//! Inference module
//!
//! Scores single records against a trained artifact snapshot: the record is
//! ordered into a feature row, standardized with the fitted scaler and run
//! through the decision tree for a class and its probability.

mod engine;

pub use engine::{InferenceEngine, Prediction, DOWNTIME_CLASS};
//! Downtime classifier
//!
//! A small HTTP service around a decision tree: upload a CSV dataset, train a
//! classifier on chosen feature columns, then score single records for
//! machine downtime.
//!
//! # Modules
//!
//! - [`preprocessing`] - Label encoding, missing-value interpolation, scaling
//! - [`training`] - Decision tree, train/test split, metrics, [`training::TrainEngine`]
//! - [`inference`] - Record scoring against trained artifacts
//! - [`server`] - axum HTTP server holding the session state
//! - [`cli`] - Command-line interface
//! - [`utils`] - CSV loading

pub mod error;

pub mod preprocessing;
pub mod training;
pub mod inference;

pub mod server;
pub mod cli;
pub mod utils;

pub use error::{ClassifierError, Result};

/// Prelude for convenient imports
pub mod prelude {
    pub use crate::error::{ClassifierError, Result};
    pub use crate::inference::{InferenceEngine, Prediction};
    pub use crate::preprocessing::{ClassLabel, Interpolator, LabelEncoder, StandardScaler};
    pub use crate::server::{create_router, AppState, ServerConfig};
    pub use crate::training::{
        ClassificationMetrics, DecisionTree, TrainEngine, TrainedArtifacts, TrainingConfig,
    };
    pub use crate::utils::DataLoader;
}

........

How to complete this task:
Looking at the material above, work out how many lines have the word "preprocessing" in them. Answer with that number alone.

Expected answer:
3